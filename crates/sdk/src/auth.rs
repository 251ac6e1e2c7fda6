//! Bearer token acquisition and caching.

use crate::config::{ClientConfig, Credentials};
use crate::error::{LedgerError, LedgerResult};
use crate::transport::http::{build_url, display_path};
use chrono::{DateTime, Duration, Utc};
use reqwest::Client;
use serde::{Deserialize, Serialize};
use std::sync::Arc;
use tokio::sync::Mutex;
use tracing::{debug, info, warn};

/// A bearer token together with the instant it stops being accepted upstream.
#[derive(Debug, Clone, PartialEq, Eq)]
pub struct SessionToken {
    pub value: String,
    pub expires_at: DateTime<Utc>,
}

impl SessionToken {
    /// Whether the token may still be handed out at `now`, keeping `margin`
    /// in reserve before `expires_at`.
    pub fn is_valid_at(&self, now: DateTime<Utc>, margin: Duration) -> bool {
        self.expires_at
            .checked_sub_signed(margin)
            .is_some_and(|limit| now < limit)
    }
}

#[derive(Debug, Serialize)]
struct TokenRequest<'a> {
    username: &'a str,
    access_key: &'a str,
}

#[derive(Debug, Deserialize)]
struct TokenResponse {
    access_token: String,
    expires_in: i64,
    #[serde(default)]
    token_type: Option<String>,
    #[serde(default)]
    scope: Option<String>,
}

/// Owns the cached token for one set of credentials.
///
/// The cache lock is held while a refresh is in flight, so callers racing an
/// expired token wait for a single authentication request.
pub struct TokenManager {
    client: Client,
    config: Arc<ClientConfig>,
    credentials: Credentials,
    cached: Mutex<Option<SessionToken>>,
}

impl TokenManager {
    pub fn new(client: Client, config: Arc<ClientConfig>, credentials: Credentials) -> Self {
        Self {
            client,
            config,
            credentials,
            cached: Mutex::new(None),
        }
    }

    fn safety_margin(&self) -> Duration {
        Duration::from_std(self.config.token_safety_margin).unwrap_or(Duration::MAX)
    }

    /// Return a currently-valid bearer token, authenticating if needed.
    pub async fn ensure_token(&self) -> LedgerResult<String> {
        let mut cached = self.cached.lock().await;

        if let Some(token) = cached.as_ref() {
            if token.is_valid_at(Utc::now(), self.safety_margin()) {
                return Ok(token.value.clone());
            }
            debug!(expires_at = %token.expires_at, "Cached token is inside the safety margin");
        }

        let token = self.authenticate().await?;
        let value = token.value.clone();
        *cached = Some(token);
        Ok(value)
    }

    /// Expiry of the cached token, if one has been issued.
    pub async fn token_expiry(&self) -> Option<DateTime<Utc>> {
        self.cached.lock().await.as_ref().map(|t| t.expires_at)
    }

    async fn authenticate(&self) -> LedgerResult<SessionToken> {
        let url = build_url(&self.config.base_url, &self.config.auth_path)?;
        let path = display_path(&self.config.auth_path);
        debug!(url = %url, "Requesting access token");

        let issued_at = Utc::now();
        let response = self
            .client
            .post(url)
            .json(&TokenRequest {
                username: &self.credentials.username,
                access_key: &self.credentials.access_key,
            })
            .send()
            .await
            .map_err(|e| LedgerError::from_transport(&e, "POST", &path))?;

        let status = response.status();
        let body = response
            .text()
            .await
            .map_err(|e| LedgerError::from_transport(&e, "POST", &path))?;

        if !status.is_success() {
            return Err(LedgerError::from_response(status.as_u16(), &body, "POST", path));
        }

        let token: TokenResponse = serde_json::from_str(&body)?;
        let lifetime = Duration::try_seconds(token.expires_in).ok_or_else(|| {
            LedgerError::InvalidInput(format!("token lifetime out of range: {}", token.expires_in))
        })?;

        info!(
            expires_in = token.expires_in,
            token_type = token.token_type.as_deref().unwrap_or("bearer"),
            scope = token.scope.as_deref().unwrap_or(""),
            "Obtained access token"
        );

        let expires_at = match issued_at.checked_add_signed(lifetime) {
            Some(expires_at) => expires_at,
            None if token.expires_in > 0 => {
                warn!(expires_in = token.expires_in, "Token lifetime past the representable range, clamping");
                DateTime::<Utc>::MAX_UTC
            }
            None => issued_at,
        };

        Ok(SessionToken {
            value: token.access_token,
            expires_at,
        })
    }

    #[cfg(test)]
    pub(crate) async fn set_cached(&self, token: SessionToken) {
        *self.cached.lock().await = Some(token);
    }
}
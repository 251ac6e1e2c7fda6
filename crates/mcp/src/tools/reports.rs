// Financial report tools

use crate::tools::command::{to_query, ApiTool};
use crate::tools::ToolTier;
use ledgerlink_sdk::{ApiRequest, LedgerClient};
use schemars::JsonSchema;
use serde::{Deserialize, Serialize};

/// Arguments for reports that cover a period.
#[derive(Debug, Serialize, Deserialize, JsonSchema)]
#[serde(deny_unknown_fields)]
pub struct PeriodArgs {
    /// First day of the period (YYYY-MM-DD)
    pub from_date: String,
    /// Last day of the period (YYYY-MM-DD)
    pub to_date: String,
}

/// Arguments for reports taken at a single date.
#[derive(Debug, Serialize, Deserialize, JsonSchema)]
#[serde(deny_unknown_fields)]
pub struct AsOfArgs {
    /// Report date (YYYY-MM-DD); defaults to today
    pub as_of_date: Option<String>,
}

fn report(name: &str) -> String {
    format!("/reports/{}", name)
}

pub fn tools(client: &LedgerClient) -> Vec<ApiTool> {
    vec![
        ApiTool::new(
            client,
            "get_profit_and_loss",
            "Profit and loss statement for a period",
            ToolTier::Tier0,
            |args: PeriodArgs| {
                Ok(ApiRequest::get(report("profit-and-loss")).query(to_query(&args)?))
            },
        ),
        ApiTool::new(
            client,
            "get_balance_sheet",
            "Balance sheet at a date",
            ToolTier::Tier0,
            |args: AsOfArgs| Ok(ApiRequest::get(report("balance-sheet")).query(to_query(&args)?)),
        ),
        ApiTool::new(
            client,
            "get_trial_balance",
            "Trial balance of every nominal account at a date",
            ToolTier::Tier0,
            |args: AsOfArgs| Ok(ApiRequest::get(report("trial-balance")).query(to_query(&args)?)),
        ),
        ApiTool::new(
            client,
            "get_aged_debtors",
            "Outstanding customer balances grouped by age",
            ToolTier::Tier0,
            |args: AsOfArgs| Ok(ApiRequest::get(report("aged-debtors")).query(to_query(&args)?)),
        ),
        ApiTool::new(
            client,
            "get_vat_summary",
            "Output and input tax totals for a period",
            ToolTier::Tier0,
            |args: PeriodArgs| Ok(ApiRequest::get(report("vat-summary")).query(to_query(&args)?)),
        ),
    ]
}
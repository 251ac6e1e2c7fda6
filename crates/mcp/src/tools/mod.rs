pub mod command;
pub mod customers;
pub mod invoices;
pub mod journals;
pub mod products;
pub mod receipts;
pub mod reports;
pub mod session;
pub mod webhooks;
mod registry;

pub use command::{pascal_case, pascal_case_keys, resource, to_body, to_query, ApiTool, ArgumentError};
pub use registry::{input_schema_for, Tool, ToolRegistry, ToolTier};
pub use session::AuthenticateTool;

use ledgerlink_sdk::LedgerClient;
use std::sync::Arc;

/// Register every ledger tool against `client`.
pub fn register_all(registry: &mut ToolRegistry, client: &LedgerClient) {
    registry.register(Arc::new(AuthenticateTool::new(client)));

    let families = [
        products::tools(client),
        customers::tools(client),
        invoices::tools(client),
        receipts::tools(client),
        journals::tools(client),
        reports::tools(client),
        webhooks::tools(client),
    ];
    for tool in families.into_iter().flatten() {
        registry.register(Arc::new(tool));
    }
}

==*==

PROBLEM REQUIREMENTS >> Look through the data above. Find each line with the string "scope" and copy it.

SOLUTION TO THIS EXERCISE >>
    scope: Option<String>,
            scope = token.scope.as_deref().unwrap_or(""),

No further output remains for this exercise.